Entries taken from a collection
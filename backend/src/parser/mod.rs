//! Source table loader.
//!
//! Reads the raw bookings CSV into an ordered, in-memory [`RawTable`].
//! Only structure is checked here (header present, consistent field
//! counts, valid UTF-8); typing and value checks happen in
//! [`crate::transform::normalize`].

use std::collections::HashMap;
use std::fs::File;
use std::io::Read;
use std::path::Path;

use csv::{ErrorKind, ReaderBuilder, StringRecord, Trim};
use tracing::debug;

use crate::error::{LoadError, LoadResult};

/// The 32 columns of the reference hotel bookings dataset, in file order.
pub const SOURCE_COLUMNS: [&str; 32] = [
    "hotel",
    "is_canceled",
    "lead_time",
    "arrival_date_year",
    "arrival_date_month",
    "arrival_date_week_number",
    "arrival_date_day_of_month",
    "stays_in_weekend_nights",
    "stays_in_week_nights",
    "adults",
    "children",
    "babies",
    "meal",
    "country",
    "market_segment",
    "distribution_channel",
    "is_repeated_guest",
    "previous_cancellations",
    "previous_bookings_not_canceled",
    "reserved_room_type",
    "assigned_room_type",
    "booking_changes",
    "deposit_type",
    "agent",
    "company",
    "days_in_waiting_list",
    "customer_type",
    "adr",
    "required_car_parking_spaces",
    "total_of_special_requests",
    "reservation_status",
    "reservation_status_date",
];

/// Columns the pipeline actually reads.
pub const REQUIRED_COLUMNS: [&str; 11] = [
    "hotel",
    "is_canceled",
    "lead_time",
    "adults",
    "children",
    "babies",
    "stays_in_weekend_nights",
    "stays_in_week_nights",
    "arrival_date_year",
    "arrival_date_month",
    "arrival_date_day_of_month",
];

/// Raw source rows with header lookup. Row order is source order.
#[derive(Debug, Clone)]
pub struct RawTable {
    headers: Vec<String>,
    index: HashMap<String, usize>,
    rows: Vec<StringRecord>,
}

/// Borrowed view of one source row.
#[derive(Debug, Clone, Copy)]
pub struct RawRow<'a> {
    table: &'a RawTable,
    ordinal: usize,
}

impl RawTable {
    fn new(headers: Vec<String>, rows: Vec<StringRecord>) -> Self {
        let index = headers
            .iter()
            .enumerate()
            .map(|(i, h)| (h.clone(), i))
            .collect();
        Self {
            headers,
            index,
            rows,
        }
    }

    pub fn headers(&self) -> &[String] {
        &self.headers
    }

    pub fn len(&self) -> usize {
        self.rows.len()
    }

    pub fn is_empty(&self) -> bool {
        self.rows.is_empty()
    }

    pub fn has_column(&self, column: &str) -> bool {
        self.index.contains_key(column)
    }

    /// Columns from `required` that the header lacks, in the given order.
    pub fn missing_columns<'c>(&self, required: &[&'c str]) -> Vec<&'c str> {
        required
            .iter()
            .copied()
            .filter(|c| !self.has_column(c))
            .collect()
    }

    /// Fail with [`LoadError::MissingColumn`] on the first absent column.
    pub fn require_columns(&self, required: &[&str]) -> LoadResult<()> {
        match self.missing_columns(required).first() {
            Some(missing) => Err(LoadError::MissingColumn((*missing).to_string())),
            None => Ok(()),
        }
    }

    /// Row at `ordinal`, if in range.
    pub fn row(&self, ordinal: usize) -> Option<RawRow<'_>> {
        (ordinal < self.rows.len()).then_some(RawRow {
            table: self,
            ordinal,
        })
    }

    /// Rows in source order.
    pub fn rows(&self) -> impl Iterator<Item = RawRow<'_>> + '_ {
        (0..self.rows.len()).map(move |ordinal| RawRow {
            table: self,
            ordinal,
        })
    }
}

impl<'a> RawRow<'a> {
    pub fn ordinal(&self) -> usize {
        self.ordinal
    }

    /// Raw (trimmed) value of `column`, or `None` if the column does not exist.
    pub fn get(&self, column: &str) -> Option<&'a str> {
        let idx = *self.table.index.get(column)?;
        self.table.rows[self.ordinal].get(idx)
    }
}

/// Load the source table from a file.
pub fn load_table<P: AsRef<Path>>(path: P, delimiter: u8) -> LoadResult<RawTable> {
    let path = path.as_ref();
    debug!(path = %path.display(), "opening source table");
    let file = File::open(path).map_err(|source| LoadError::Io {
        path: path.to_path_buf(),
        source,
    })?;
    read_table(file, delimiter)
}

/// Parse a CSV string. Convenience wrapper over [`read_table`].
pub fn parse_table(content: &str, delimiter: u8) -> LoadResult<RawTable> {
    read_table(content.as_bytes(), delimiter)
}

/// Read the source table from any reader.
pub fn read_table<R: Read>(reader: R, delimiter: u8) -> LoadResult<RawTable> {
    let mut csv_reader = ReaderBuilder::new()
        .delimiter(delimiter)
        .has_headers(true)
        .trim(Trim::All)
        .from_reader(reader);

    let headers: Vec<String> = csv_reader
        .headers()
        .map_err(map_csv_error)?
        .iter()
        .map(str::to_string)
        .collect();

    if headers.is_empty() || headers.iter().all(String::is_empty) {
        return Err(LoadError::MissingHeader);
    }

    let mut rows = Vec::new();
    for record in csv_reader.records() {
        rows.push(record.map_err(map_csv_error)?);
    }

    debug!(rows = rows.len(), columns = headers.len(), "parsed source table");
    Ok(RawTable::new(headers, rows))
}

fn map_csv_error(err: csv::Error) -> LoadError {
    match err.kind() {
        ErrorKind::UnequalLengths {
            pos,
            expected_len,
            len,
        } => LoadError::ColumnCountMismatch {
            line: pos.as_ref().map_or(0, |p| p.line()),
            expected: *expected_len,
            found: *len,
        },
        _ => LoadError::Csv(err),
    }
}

WORK INSTRUCTIONS: Please reproduce exactly the lines from the first one of the records above through the line containing "use std::fs::File;", both included, and nothing else.

SOLUTION:
filename backend/src/parser/mod.rs
//! Source table loader.
//!
//! Reads the raw bookings CSV into an ordered, in-memory [`RawTable`].
//! Only structure is checked here (header present, consistent field
//! counts, valid UTF-8); typing and value checks happen in
//! [`crate::transform::normalize`].

use std::collections::HashMap;
use std::fs::File;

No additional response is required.